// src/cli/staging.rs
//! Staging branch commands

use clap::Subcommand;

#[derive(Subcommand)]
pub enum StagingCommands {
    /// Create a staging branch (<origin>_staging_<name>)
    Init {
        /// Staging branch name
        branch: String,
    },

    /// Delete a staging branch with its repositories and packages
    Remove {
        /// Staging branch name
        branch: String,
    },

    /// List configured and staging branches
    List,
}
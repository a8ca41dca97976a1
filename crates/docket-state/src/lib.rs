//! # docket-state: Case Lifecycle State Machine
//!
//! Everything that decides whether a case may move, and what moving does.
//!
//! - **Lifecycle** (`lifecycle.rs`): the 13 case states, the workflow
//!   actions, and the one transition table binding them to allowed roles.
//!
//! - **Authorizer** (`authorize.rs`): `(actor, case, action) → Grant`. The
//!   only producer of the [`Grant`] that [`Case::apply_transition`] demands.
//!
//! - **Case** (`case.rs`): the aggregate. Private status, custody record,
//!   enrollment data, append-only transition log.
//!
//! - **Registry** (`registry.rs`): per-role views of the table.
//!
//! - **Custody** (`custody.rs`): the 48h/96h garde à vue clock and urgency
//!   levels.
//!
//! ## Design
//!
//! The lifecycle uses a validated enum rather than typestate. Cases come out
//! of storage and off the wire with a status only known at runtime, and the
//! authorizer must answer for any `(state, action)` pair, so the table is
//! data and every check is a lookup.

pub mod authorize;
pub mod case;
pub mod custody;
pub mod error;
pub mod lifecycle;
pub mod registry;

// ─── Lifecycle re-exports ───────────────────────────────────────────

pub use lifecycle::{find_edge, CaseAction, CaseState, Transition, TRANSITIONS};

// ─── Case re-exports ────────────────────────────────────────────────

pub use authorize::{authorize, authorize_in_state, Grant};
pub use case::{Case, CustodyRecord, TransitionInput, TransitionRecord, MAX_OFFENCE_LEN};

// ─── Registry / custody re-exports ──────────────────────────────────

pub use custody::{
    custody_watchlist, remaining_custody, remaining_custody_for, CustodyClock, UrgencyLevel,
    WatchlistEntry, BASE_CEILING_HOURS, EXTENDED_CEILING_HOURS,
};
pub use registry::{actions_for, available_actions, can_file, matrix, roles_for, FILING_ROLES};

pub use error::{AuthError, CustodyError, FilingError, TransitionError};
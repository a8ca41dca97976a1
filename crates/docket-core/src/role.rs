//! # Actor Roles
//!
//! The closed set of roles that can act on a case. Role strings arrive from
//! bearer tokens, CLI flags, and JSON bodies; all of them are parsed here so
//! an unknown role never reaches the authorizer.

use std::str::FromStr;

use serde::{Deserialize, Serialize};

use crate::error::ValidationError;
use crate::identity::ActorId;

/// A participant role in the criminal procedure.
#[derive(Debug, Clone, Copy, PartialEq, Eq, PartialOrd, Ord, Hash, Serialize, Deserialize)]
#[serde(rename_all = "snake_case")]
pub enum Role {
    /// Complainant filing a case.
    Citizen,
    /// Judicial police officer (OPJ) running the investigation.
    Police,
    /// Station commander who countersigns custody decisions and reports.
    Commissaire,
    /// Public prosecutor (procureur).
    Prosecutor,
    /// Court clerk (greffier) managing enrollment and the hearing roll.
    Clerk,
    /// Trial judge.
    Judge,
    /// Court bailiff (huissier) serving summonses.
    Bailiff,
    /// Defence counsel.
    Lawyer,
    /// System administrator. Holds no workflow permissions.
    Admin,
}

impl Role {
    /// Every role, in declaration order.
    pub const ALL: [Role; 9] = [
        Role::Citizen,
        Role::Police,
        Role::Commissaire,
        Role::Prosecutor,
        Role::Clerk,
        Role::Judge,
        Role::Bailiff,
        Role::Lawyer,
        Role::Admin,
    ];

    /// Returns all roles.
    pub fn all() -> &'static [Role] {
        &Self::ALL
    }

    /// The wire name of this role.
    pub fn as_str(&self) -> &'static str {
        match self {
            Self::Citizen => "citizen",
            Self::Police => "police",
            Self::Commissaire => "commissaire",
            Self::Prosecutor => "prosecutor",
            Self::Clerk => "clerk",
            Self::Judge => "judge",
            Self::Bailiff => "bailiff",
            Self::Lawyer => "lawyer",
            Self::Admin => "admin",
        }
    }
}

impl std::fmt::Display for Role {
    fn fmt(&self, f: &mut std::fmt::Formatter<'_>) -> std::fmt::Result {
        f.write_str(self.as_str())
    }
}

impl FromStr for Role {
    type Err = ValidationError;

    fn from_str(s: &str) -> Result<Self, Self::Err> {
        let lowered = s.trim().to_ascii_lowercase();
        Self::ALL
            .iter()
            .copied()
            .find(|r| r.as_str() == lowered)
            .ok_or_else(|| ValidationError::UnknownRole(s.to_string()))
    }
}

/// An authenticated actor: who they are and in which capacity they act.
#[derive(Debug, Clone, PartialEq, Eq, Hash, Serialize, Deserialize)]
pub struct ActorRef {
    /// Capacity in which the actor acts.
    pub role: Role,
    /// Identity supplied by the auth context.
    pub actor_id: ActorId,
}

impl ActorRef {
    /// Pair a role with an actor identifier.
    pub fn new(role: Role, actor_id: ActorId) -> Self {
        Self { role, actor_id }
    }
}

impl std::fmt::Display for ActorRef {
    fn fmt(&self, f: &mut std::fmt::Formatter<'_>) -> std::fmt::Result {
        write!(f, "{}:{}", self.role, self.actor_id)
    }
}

★ ★ ★

> [What you will do] Among the entries, how many lines include the word "with"? Give only the number.

> [Response for this exercise] 3